The traditional model of giver being the powerful one and the receiver being the weaker one who is in debt relies on a kind of common-sense theoretical thinking that is not really true. There are different roles and different levels of capabilities and influence, but beneath these differences is a web of interconnection where all the roles are necessary and equally valuable.
But many of us are more comfortable being the helper rather than the helpee. We’d rather be the one being thanked than the one expressing gratitude. We’d rather not be beholden to anyone for their kindness. But the truth is that we’re all dependent on each other’s consideration. Blanche DuBois said it memorably in A Streetcar Named Desire: ‘I have always relied on the kindness of strangers.
So if we all need each other and depend on each other, can we give up our need to appear to be grown-up and independent? Let’s be grown-up and interdependent. And maybe, if we get really advanced on the path, we can even be grown-up and needy. But that is probably a higher level of development than most of us can aspire to.
What is the help I need? How can I clarify and ask for what I really want? It’s precarious business, to be self-aware of our incompleteness, our longing, our dreams. What do I really want? What do I really need?
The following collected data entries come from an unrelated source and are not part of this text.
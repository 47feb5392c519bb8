//! Incremental decoder for streamed chat completion responses.
//!
//! The upstream chat endpoint answers with a body of newline-delimited
//! records. Each record is a comment (`:`), a blank line, or a `data: ` line
//! carrying either the `[DONE]` sentinel or a JSON chunk shaped like
//! `{ "choices": [ { "delta": { "content": "..." } } ] }`.
//!
//! [`ChatStreamDecoder`] turns raw chunks of that body into ordered
//! [`DecodedEvent`]s regardless of where the transport split the bytes, and
//! [`decode_stream`] wraps it around any byte stream.
//!
//! ```
//! use farmwise_stream::{ChatStreamDecoder, DecodedEvent};
//!
//! let mut decoder = ChatStreamDecoder::new();
//! let mut events = decoder.push_chunk(b"data: {\"choices\":[{\"delta\"");
//! assert!(events.is_empty());
//! events.extend(decoder.push_chunk(b":{\"content\":\"hi\"}}]}\ndata: [DONE]\n"));
//! assert_eq!(
//!     events,
//!     vec![DecodedEvent::Delta("hi".into()), DecodedEvent::Done]
//! );
//! ```

/// Line-buffered record decoder and its state machine.
pub mod decoder;
/// Error types for record parsing and stream decoding.
pub mod errors;
/// Payload parsing for a single `data: ` record.
pub mod record;
/// Adapter from a byte stream to a stream of decoded events.
pub mod stream;

pub use decoder::{ChatStreamDecoder, DecodedEvent, DecoderState};
pub use errors::{RecordError, StreamError};
pub use record::{DATA_PREFIX, DONE_SENTINEL, parse_delta_content};
pub use stream::decode_stream;
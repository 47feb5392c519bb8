use std::time::Duration;

use crate::errors::ChatError;

/// Path of the chat function under the API base URL.
pub const CHAT_FUNCTION_PATH: &str = "/functions/v1/ai-chat";

/// Configuration for the chat endpoint client.
#[derive(Clone, Debug, PartialEq, Eq)]
pub struct ChatConfig {
    /// Full URL of the streaming chat endpoint.
    pub endpoint: String,
    /// Optional key sent as a bearer token.
    pub api_key: Option<String>,
    /// HTTP timeout for the whole request, including the streamed body.
    pub timeout: Duration,
}

impl ChatConfig {
    /// Creates a config for `endpoint` with no key and a 120s timeout.
    pub fn new(endpoint: impl Into<String>) -> Self {
        Self {
            endpoint: endpoint.into(),
            api_key: None,
            timeout: Duration::from_secs(120),
        }
    }

    /// Creates a config pointing at the chat function under `base_url`.
    pub fn from_base_url(base_url: &str) -> Self {
        Self::new(format!(
            "{}{CHAT_FUNCTION_PATH}",
            base_url.trim_end_matches('/')
        ))
    }

    /// Builds a config from the process environment.
    ///
    /// - `FARMWISE_CHAT_URL`: full endpoint URL, takes precedence.
    /// - `FARMWISE_API_BASE_URL`: base URL; the chat function path is appended.
    /// - `FARMWISE_API_KEY`: optional bearer key.
    /// - `FARMWISE_TIMEOUT_SECS`: optional timeout override in seconds.
    pub fn from_env() -> Result<Self, ChatError> {
        Self::from_lookup(|key| std::env::var(key).ok())
    }

    pub(crate) fn from_lookup(
        lookup: impl Fn(&str) -> Option<String>,
    ) -> Result<Self, ChatError> {
        let non_empty = |key: &str| lookup(key).filter(|v| !v.trim().is_empty());

        let mut config = if let Some(url) = non_empty("FARMWISE_CHAT_URL") {
            Self::new(url.trim())
        } else if let Some(base) = non_empty("FARMWISE_API_BASE_URL") {
            Self::from_base_url(base.trim())
        } else {
            return Err(ChatError::Config(
                "missing FARMWISE_CHAT_URL or FARMWISE_API_BASE_URL for chat endpoint".into(),
            ));
        };

        if let Some(key) = non_empty("FARMWISE_API_KEY") {
            config.api_key = Some(key.trim().to_string());
        }
        if let Some(raw) = non_empty("FARMWISE_TIMEOUT_SECS") {
            let secs: u64 = raw.trim().parse().map_err(|e| {
                ChatError::Config(format!("invalid FARMWISE_TIMEOUT_SECS {raw:?}: {e}"))
            })?;
            config.timeout = Duration::from_secs(secs);
        }
        Ok(config)
    }

    /// Sets the bearer key.
    pub fn api_key(mut self, api_key: impl Into<String>) -> Self {
        self.api_key = Some(api_key.into());
        self
    }

    /// Overrides the default HTTP timeout.
    pub fn timeout(mut self, timeout: Duration) -> Self {
        self.timeout = timeout;
        self
    }

    pub(crate) fn validate(&self) -> Result<(), ChatError> {
        let endpoint = self.endpoint.trim();
        if endpoint.is_empty() {
            return Err(ChatError::Config("chat endpoint must not be empty".into()));
        }
        if !(endpoint.starts_with("http://") || endpoint.starts_with("https://")) {
            return Err(ChatError::Config(format!(
                "chat endpoint must be an http(s) URL, got {endpoint:?}"
            )));
        }
        if self.timeout.is_zero() {
            return Err(ChatError::Config("timeout must be greater than 0".into()));
        }
        Ok(())
    }
}
//! Common imports for typical chat client usage.
pub use crate::{
    ChatAction, ChatClient, ChatConfig, ChatError, ChatMessage, Conversation, DeltaSink,
    MessageId, Role, SendOutcome,
};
When I was writing my first book, I asked for help from someone who worked with aspiring writers to support them in clarifying their ideas and intentions. She coached me to ask two different groups of friends and colleagues to come together to help me understand more deeply what it was that I was trying to say. It was a little awkward to make the calls, but every person I asked was happy to help out by being part of the process. And the two sessions I convened gave me information about myself that I could not have received any other way and were critical to my discovery of the book that it turned out I had already written.
Part of the trick of asking for help is really meaning it. That’s part of the danger as well. Asking for help when the stakes are low (‘I could really take care of this myself.’) is quite different from asking when you really mean it.
So the question with me this morning is ‘What is it I could ask for that would make the biggest difference in my life?’ Or, perhaps starting a little less grandiose, ‘What is one next step on my path and what is the help I need to take it?’